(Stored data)
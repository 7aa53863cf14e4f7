use bytes::Bytes;
use serde::{de::DeserializeOwned, Deserialize, Serialize};
use tether_crypto::ContentHasher;
use tether_types::Checksum;

use crate::error::{StoreError, StoreResult};

/// The logical kind tag of a stored node.
#[derive(Clone, Copy, Debug, PartialEq, Eq, Hash, Serialize, Deserialize)]
#[serde(rename_all = "kebab-case")]
pub enum ObjectKind {
    /// Raw source text of one document.
    SourceText,
    /// A project's option set.
    Options,
    /// A project's list of reference identities.
    References,
    /// Document attributes plus the checksum of its text.
    Document,
    /// Project shape: attributes plus checksums of its children.
    Project,
    /// Solution root: the ordered project checksums.
    Solution,
}

impl ObjectKind {
    /// The domain-separated hasher for this kind.
    pub fn hasher(&self) -> &'static ContentHasher {
        match self {
            Self::SourceText => &ContentHasher::SOURCE_TEXT,
            Self::Options => &ContentHasher::OPTIONS,
            Self::References => &ContentHasher::REFERENCES,
            Self::Document => &ContentHasher::DOCUMENT,
            Self::Project => &ContentHasher::PROJECT,
            Self::Solution => &ContentHasher::SOLUTION,
        }
    }
}

impl std::fmt::Display for ObjectKind {
    fn fmt(&self, f: &mut std::fmt::Formatter<'_>) -> std::fmt::Result {
        match self {
            Self::SourceText => write!(f, "source-text"),
            Self::Options => write!(f, "options"),
            Self::References => write!(f, "references"),
            Self::Document => write!(f, "document"),
            Self::Project => write!(f, "project"),
            Self::Solution => write!(f, "solution"),
        }
    }
}

/// A stored object: kind tag + serialized bytes.
///
/// `StoredObject` is the unit of storage and of transfer between host and
/// worker. Cloning is cheap; the bytes are reference counted.
#[derive(Clone, Debug, PartialEq, Eq)]
pub struct StoredObject {
    /// The type of this object.
    pub kind: ObjectKind,
    /// The serialized bytes of the object.
    pub data: Bytes,
}

impl StoredObject {
    /// Create a new stored object from kind and data.
    pub fn new(kind: ObjectKind, data: impl Into<Bytes>) -> Self {
        Self {
            kind,
            data: data.into(),
        }
    }

    /// Serialize `value` as canonical JSON into an object of `kind`.
    pub fn encode_json<T: Serialize>(kind: ObjectKind, value: &T) -> StoreResult<Self> {
        let data =
            serde_json::to_vec(value).map_err(|e| StoreError::Serialization(e.to_string()))?;
        Ok(Self::new(kind, data))
    }

    /// Decode the JSON payload, checking the kind tag first.
    pub fn decode_json<T: DeserializeOwned>(&self, expected: ObjectKind) -> StoreResult<T> {
        self.expect_kind(expected)?;
        serde_json::from_slice(&self.data).map_err(|e| StoreError::Serialization(e.to_string()))
    }

    /// Fail unless this object has the given kind.
    pub fn expect_kind(&self, expected: ObjectKind) -> StoreResult<()> {
        if self.kind != expected {
            return Err(StoreError::Serialization(format!(
                "expected {expected}, got {}",
                self.kind
            )));
        }
        Ok(())
    }

    /// The size of `data` in bytes.
    pub fn size(&self) -> u64 {
        self.data.len() as u64
    }

    /// Compute the content-addressed checksum for this object.
    pub fn compute_checksum(&self) -> Checksum {
        self.kind.hasher().hash(&self.data)
    }

    /// Verify that this object hashes to `expected`.
    pub fn verify(&self, expected: &Checksum) -> StoreResult<()> {
        let computed = self.compute_checksum();
        if computed != *expected {
            return Err(StoreError::HashMismatch {
                expected: *expected,
                computed,
            });
        }
        Ok(())
    }
}
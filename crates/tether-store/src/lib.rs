//! Content-addressed store for tether.
//!
//! Every node of a snapshot's checksum tree -- source texts, option sets,
//! reference lists, documents, projects, solutions -- is stored as an
//! immutable object identified by its BLAKE3 checksum (domain-separated by
//! node kind). The host's store is authoritative; a worker's store is a cache
//! filled by pulling missing nodes from the host.
//!
//! # Storage Backends
//!
//! All backends implement the [`ContentStore`] trait:
//!
//! - [`InMemoryContentStore`] -- LRU-ordered store with a byte budget,
//!   optionally backed by a [`PersistentStorage`] second tier
//!
//! # Design Rules
//!
//! 1. Objects are immutable once written (content-addressing guarantees this).
//! 2. `put` is idempotent: re-inserting an existing checksum is a no-op.
//! 3. Concurrent reads and writes are safe; concurrent `put` of the same
//!    checksum is race-free.
//! 4. Entries retained by a live pin are never evicted, whatever their recency.
//! 5. The store never interprets object contents.

pub mod config;
pub mod error;
pub mod memory;
pub mod object;
pub mod persistent;
pub mod traits;

// Re-export primary types at crate root for ergonomic imports.
pub use config::StoreConfig;
pub use error::{StoreError, StoreResult};
pub use memory::InMemoryContentStore;
pub use object::{ObjectKind, StoredObject};
pub use persistent::{FileStorage, PersistentStorage};
pub use traits::{ContentStore, StoreStats};
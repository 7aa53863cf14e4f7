//! Global operation registry for tether.
//!
//! Disruptive operations (a solution reload, a bulk edit) register while
//! they run. Background consumers subscribe and pause on
//! [`GlobalOperationEvent::Started`], resuming only on
//! [`GlobalOperationEvent::Stopped`], which fires once the last overlapping
//! operation has released its registration.
//!
//! The registry is explicit state: create one at process start, hand
//! clones to the components that need it, and drop it at exit.

pub mod registry;

pub use registry::{GlobalOperationEvent, GlobalOperationRegistration, GlobalOperationRegistry};
use std::num::NonZeroUsize;
use std::sync::Mutex;

use lru::LruCache;
use serde::Serialize;
use tether_types::Checksum;
use tracing::debug;

/// Default number of cached results.
pub const DEFAULT_CAPACITY: usize = 3;

/// Cache key: what was asked, against which content.
#[derive(Clone, Debug, PartialEq, Eq, Hash)]
pub struct CacheKey {
    /// Logical identity of the request, e.g. method plus canonical params.
    pub identity: String,
    /// Solution or document checksum the result was computed from.
    pub checksum: Checksum,
}

impl CacheKey {
    pub fn new(identity: impl Into<String>, checksum: Checksum) -> Self {
        Self {
            identity: identity.into(),
            checksum,
        }
    }

    /// Key for `method` called with `params`. JSON object keys are emitted
    /// in sorted order, so equal params always produce equal keys.
    pub fn for_request<P: Serialize>(method: &str, params: &P, checksum: Checksum) -> Self {
        let params = serde_json::to_value(params)
            .map(|v| v.to_string())
            .unwrap_or_default();
        Self::new(format!("{method}:{params}"), checksum)
    }
}

/// Hit/miss counters.
#[derive(Clone, Copy, Debug, Default, PartialEq, Eq)]
pub struct CacheStats {
    pub hits: u64,
    pub misses: u64,
    pub evictions: u64,
}

struct Inner<V> {
    entries: LruCache<CacheKey, V>,
    stats: CacheStats,
}

/// Small LRU cache of computed results.
///
/// Inserting a key beyond capacity evicts exactly the least recently
/// touched entry. Both `get` hits and `put` count as touches.
pub struct ResultCache<V> {
    inner: Mutex<Inner<V>>,
}

impl<V: Clone> ResultCache<V> {
    /// Create a cache holding at most `capacity` results (minimum 1).
    pub fn new(capacity: usize) -> Self {
        let capacity = NonZeroUsize::new(capacity).unwrap_or(NonZeroUsize::MIN);
        Self {
            inner: Mutex::new(Inner {
                entries: LruCache::new(capacity),
                stats: CacheStats::default(),
            }),
        }
    }

    /// Look up a result, marking it most recently used.
    pub fn get(&self, key: &CacheKey) -> Option<V> {
        let mut inner = self.inner.lock().expect("lock poisoned");
        let hit = inner.entries.get(key).cloned();
        if hit.is_some() {
            inner.stats.hits += 1;
        } else {
            inner.stats.misses += 1;
        }
        hit
    }

    /// Insert a result. Returns the key evicted to make room, if any.
    pub fn put(&self, key: CacheKey, value: V) -> Option<CacheKey> {
        let mut inner = self.inner.lock().expect("lock poisoned");
        let evicted = match inner.entries.push(key.clone(), value) {
            Some((old, _)) if old != key => Some(old),
            _ => None,
        };
        if let Some(old) = &evicted {
            inner.stats.evictions += 1;
            debug!(identity = %old.identity, checksum = %old.checksum, "result evicted");
        }
        evicted
    }

    /// Check for a key without touching recency.
    pub fn contains(&self, key: &CacheKey) -> bool {
        self.inner.lock().expect("lock poisoned").entries.contains(key)
    }

    pub fn len(&self) -> usize {
        self.inner.lock().expect("lock poisoned").entries.len()
    }

    pub fn is_empty(&self) -> bool {
        self.len() == 0
    }

    pub fn capacity(&self) -> usize {
        self.inner.lock().expect("lock poisoned").entries.cap().get()
    }

    pub fn stats(&self) -> CacheStats {
        self.inner.lock().expect("lock poisoned").stats
    }

    pub fn clear(&self) {
        self.inner.lock().expect("lock poisoned").entries.clear();
    }
}

impl<V: Clone> Default for ResultCache<V> {
    fn default() -> Self {
        Self::new(DEFAULT_CAPACITY)
    }
}

impl<V> std::fmt::Debug for ResultCache<V> {
    fn fmt(&self, f: &mut std::fmt::Formatter<'_>) -> std::fmt::Result {
        let inner = self.inner.lock().expect("lock poisoned");
        f.debug_struct("ResultCache")
            .field("len", &inner.entries.len())
            .field("capacity", &inner.entries.cap())
            .field("stats", &inner.stats)
            .finish()
    }
}

#[cfg(test)]
mod tests {
    use super::*;
    use proptest::prelude::*;
    use serde_json::json;

    fn key(name: &str) -> CacheKey {
        CacheKey::new(name, Checksum::of(b"snapshot"))
    }

    #[test]
    fn default_capacity_is_small() {
        let cache: ResultCache<u32> = ResultCache::default();
        assert_eq!(cache.capacity(), DEFAULT_CAPACITY);
        let zero: ResultCache<u32> = ResultCache::new(0);
        assert_eq!(zero.capacity(), 1);
    }

    #[test]
    fn evicts_least_recently_touched() {
        let cache = ResultCache::new(3);
        cache.put(key("a"), 1);
        cache.put(key("b"), 2);
        cache.put(key("c"), 3);
        // Touch "a" so "b" is now the oldest.
        assert_eq!(cache.get(&key("a")), Some(1));
        assert_eq!(cache.put(key("d"), 4), Some(key("b")));
        assert!(cache.contains(&key("a")));
        assert!(!cache.contains(&key("b")));
        assert!(cache.contains(&key("c")));
        assert!(cache.contains(&key("d")));
    }

    #[test]
    fn reinsert_is_not_an_eviction() {
        let cache = ResultCache::new(2);
        cache.put(key("a"), 1);
        cache.put(key("b"), 2);
        assert_eq!(cache.put(key("a"), 10), None);
        assert_eq!(cache.get(&key("a")), Some(10));
        assert_eq!(cache.stats().evictions, 0);
    }

    #[test]
    fn new_checksum_is_a_new_key() {
        let cache = ResultCache::new(3);
        let before = CacheKey::new("hover", Checksum::of(b"v1"));
        let after = CacheKey::new("hover", Checksum::of(b"v2"));
        cache.put(before.clone(), "old");
        assert_eq!(cache.get(&after), None);
        assert_eq!(cache.get(&before), Some("old"));
        let stats = cache.stats();
        assert_eq!((stats.hits, stats.misses), (1, 1));
    }

    #[test]
    fn request_keys_are_canonical() {
        let c = Checksum::of(b"s");
        let a = CacheKey::for_request("stats", &json!({"b": 1, "a": 2}), c);
        let b = CacheKey::for_request("stats", &json!({"a": 2, "b": 1}), c);
        assert_eq!(a, b);
        assert_ne!(a, CacheKey::for_request("other", &json!({"a": 2, "b": 1}), c));
    }

    proptest! {
        /// Against a simple recency-list model: every insert of a new key
        /// into a full cache evicts exactly the model's oldest key.
        #[test]
        fn matches_recency_model(
            capacity in 1usize..6,
            ops in prop::collection::vec((any::<bool>(), 0u8..10), 1..80),
        ) {
            let cache = ResultCache::new(capacity);
            let mut model: Vec<u8> = Vec::new(); // most recent last

            for (is_put, k) in ops {
                let ck = key(&k.to_string());
                if is_put {
                    let evicted = cache.put(ck, k);
                    let expected = if let Some(i) = model.iter().position(|m| *m == k) {
                        model.remove(i);
                        None
                    } else if model.len() == capacity {
                        Some(model.remove(0))
                    } else {
                        None
                    };
                    model.push(k);
                    prop_assert_eq!(evicted, expected.map(|e| key(&e.to_string())));
                } else {
                    let got = cache.get(&ck);
                    if let Some(i) = model.iter().position(|m| *m == k) {
                        model.remove(i);
                        model.push(k);
                        prop_assert_eq!(got, Some(k));
                    } else {
                        prop_assert_eq!(got, None);
                    }
                }
                prop_assert_eq!(cache.len(), model.len());
            }
        }
    }
}
impl Shared {
    fn send(&self, msg: Message) -> RpcResult<()> {
        self.outgoing.send(msg).map_err(|_| RpcError::ConnectionLost)
    }

    /// Terminal shutdown: fail every pending request, cancel every incoming
    /// one and stop both IO tasks.
    fn shutdown(&self, reason: &str) {
        let (pending, incoming) = {
            let mut state = self.state.lock().expect("lock poisoned");
            if state.closed {
                return;
            }
            state.closed = true;
            (
                std::mem::take(&mut state.pending),
                std::mem::take(&mut state.incoming),
            )
        };
        // Dropping the reply senders wakes each caller with ConnectionLost.
        let failed = pending.len();
        drop(pending);
        for signal in incoming.values() {
            signal.cancel();
        }
        self.closed.cancel();
        info!(
            connection = %self.name,
            reason,
            failed,
            canceled = incoming.len(),
            "connection closed"
        );
    }

    fn complete(&self, id: RequestId, outcome: Result<Value, RemoteError>) {
        let reply = {
            let mut state = self.state.lock().expect("lock poisoned");
            state.pending.remove(&id)
        };
        match reply {
            Some(reply) => {
                let _ = reply.send(outcome);
            }
            None => debug!(connection = %self.name, %id, "response for unknown request"),
        }
    }

    fn cancel_incoming(&self, id: RequestId) {
        let state = self.state.lock().expect("lock poisoned");
        if let Some(signal) = state.incoming.get(&id) {
            debug!(connection = %self.name, %id, "peer canceled request");
            signal.cancel();
        }
    }

    /// A message that cannot be framed fails only its own request: an
    /// outgoing response is replaced by an error response, an outgoing
    /// request completes locally with that error.
    fn reject_unsendable(&self, msg: Message, error: &ProtocolError) {
        match msg {
            Message::Response { id, .. } => {
                warn!(connection = %self.name, %id, error = %error, "response too large to send");
                let reply = Message::error(id, RemoteError::new(ErrorCode::Internal, error.to_string()));
                if self.send(reply).is_err() {
                    self.shutdown("writer gone");
                }
            }
            Message::Request { id, method, .. } => {
                warn!(connection = %self.name, %id, method = %method, error = %error, "request too large to send");
                self.complete(id, Err(RemoteError::new(ErrorCode::Internal, error.to_string())));
            }
            Message::Notification { method, .. } => {
                warn!(connection = %self.name, method = %method, error = %error, "notification dropped");
            }
        }
    }

    fn finish_incoming(&self, id: RequestId, outcome: Result<Value, RemoteError>) {
        {
            let mut state = self.state.lock().expect("lock poisoned");
            if state.closed {
                return;
            }
            state.incoming.remove(&id);
        }
        let msg = match outcome {
            Ok(result) => Message::ok(id, result),
            Err(error) => Message::error(id, error),
        };
        if self.send(msg).is_err() {
            self.shutdown("writer gone");
        }
    }
}

/// Cloneable handle for issuing requests and notifications on a
/// connection.
#[derive(Clone)]
pub struct RpcClient {
    shared: Arc<Shared>,
}

impl RpcClient {
    /// Send a request and wait for its response.
    ///
    /// If `cancel` fires first, a `cancel` notification is sent to the peer
    /// and [`RpcError::Canceled`] is returned without waiting further.
    pub async fn request(
        &self,
        method: &str,
        params: Value,
        cancel: &CancellationSignal,
    ) -> RpcResult<Value> {
        if cancel.is_cancelled() {
            return Err(RpcError::Canceled);
        }
        let id = RequestId::new(self.shared.next_id.fetch_add(1, Ordering::Relaxed));
        let (tx, rx) = oneshot::channel();
        {
            let mut state = self.shared.state.lock().expect("lock poisoned");
            if state.closed {
                return Err(RpcError::ConnectionLost);
            }
            state.pending.insert(id, tx);
        }

        let msg = Message::Request {
            id,
            method: method.to_string(),
            params,
        };
        if self.shared.send(msg).is_err() {
            self.shared.shutdown("writer gone");
            return Err(RpcError::ConnectionLost);
        }
        debug!(connection = %self.shared.name, %id, method, "request sent");

        tokio::select! {
            biased;
            outcome = rx => match outcome {
                Ok(Ok(result)) => Ok(result),
                Ok(Err(error)) => Err(RpcError::Remote(error)),
                Err(_) => Err(RpcError::ConnectionLost),
            },
            _ = cancel.cancelled() => {
                {
                    let mut state = self.shared.state.lock().expect("lock poisoned");
                    state.pending.remove(&id);
                }
                if let Err(e) = self.notify(methods::CANCEL, &CancelParams { id }) {
                    debug!(connection = %self.shared.name, %id, error = %e, "cancel not delivered");
                }
                Err(RpcError::Canceled)
            }
        }
    }

    /// Typed wrapper over [`request`](Self::request).
    pub async fn call<P, R>(&self, method: &str, params: &P, cancel: &CancellationSignal) -> RpcResult<R>
    where
        P: Serialize,
        R: DeserializeOwned,
    {
        let result = self.request(method, encode_params(params)?, cancel).await?;
        Ok(decode_params(result)?)
    }

    /// Send a notification. No response is expected.
    pub fn notify<P: Serialize>(&self, method: &str, params: &P) -> RpcResult<()> {
        if self.is_closed() {
            return Err(RpcError::ConnectionLost);
        }
        self.shared.send(Message::notification(method, params)?)
    }

    pub fn is_closed(&self) -> bool {
        self.shared.closed.is_cancelled()
    }

    /// Wait until the connection has closed.
    pub async fn closed(&self) {
        self.shared.closed.cancelled().await;
    }

    /// Close the connection. Outstanding requests fail with
    /// [`RpcError::ConnectionLost`].
    pub fn close(&self) {
        self.shared.shutdown("closed locally");
    }

    /// Number of requests awaiting a response.
    pub fn pending_requests(&self) -> usize {
        self.shared.state.lock().expect("lock poisoned").pending.len()
    }

    pub fn name(&self) -> &str {
        &self.shared.name
    }
}

impl std::fmt::Debug for RpcClient {
    fn fmt(&self, f: &mut std::fmt::Formatter<'_>) -> std::fmt::Result {
        f.debug_struct("RpcClient")
            .field("name", &self.shared.name)
            .field("closed", &self.is_closed())
            .finish()
    }
}

/// A running connection: the client handle plus its IO tasks.
///
/// Dropping the connection closes it.
pub struct RpcConnection {
    client: RpcClient,
    tasks: Vec<JoinHandle<()>>,
}

impl RpcConnection {
    /// Start serving a connection over `reader`/`writer`.
    ///
    /// `make_handler` receives a client for the same connection, so the
    /// handler can issue requests back to the peer while serving one.
    pub fn spawn<R, W, H, F>(name: impl Into<String>, reader: R, writer: W, make_handler: F) -> Self
    where
        R: AsyncRead + Unpin + Send + 'static,
        W: AsyncWrite + Unpin + Send + 'static,
        H: RequestHandler,
        F: FnOnce(RpcClient) -> H,
    {
        let (tx, rx) = mpsc::unbounded_channel();
        let shared = Arc::new(Shared {
            name: name.into(),
            outgoing: tx,
            state: Mutex::new(ConnState {
                closed: false,
                pending: HashMap::new(),
                incoming: HashMap::new(),
            }),
            next_id: AtomicU64::new(1),
            closed: CancellationSignal::new(),
        });
        let client = RpcClient {
            shared: Arc::clone(&shared),
        };
        let handler = Arc::new(make_handler(client.clone()));

        let writer_task = tokio::spawn(write_loop(Arc::clone(&shared), writer, rx));
        let reader_task = tokio::spawn(read_loop(shared, reader, handler));
        debug!(connection = %client.name(), "connection started");

        Self {
            client,
            tasks: vec![reader_task, writer_task],
        }
    }

    pub fn client(&self) -> &RpcClient {
        &self.client
    }

    /// Close and wait for both IO tasks to finish.
    pub async fn shutdown(mut self) {
        self.client.close();
        for task in self.tasks.drain(..) {
            let _ = task.await;
        }
    }
}

impl Drop for RpcConnection {
    fn drop(&mut self) {
        self.client.close();
    }
}

impl std::fmt::Debug for RpcConnection {
    fn fmt(&self, f: &mut std::fmt::Formatter<'_>) -> std::fmt::Result {
        std::fmt::Debug::fmt(&self.client, f)
    }
}

async fn write_loop<W>(shared: Arc<Shared>, mut writer: W, mut rx: mpsc::UnboundedReceiver<Message>)
where
    W: AsyncWrite + Unpin,
{
    loop {
        let msg = tokio::select! {
            msg = rx.recv() => msg,
            _ = shared.closed.cancelled() => None,
        };
        let Some(msg) = msg else { break };
        let frame = match FrameCodec::encode(&msg) {
            Ok(frame) => frame,
            Err(e @ ProtocolError::MessageTooLarge { .. }) => {
                shared.reject_unsendable(msg, &e);
                continue;
            }
            Err(e) => {
                warn!(connection = %shared.name, error = %e, "encode failed");
                shared.shutdown("encode failed");
                break;
            }
        };
        let written = async {
            writer.write_all(&frame).await?;
            writer.flush().await
        };
        if let Err(e) = written.await {
            warn!(connection = %shared.name, error = %e, "write failed");
            shared.shutdown("write failed");
            break;
        }
    }
}

async fn read_loop<R, H>(shared: Arc<Shared>, mut reader: R, handler: Arc<H>)
where
    R: AsyncRead + Unpin,
    H: RequestHandler,
{
    loop {
        let frame = tokio::select! {
            frame = FrameCodec::read_frame(&mut reader) => frame,
            _ = shared.closed.cancelled() => return,
        };
        match frame {
            Ok(Some(msg)) => dispatch(&shared, &handler, msg).await,
            Ok(None) => {
                shared.shutdown("end of stream");
                return;
            }
            Err(e) => {
                warn!(connection = %shared.name, error = %e, "read failed");
                shared.shutdown("read failed");
                return;
            }
        }
    }
}

async fn dispatch<H: RequestHandler>(shared: &Arc<Shared>, handler: &Arc<H>, msg: Message) {
    match msg {
        Message::Response { id, outcome } => shared.complete(id, outcome),
        Message::Request { id, method, params } => {
            let cancel = CancellationSignal::new();
            {
                let mut state = shared.state.lock().expect("lock poisoned");
                if state.closed {
                    return;
                }
                state.incoming.insert(id, cancel.clone());
            }
            let shared = Arc::clone(shared);
            let handler = Arc::clone(handler);
            tokio::spawn(async move {
                let name = method.clone();
                let task =
                    tokio::spawn(async move { handler.handle_request(&name, params, cancel).await });
                let outcome = match task.await {
                    Ok(outcome) => outcome,
                    Err(e) if e.is_panic() => {
                        warn!(connection = %shared.name, %id, method = %method, "handler panicked");
                        Err(RemoteError::new(
                            ErrorCode::RequestFaulted,
                            format!("handler for {method} panicked"),
                        ))
                    }
                    Err(_) => Err(RemoteError::canceled()),
                };
                shared.finish_incoming(id, outcome);
            });
        }
        Message::Notification { method, params } if method == methods::CANCEL => {
            match decode_params::<CancelParams>(params) {
                Ok(p) => shared.cancel_incoming(p.id),
                Err(e) => warn!(connection = %shared.name, error = %e, "bad cancel notification"),
            }
        }
        Message::Notification { method, params } => {
            handler.handle_notification(&method, params).await;
        }
    }
}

EXERCISE REQUIREMENTS —
Among the records, find all lines that include the string "RequestHandler" and return them.

YOUR SOLUTION —
        H: RequestHandler,
    H: RequestHandler,
async fn dispatch<H: RequestHandler>(shared: &Arc<Shared>, handler: &Arc<H>, msg: Message) {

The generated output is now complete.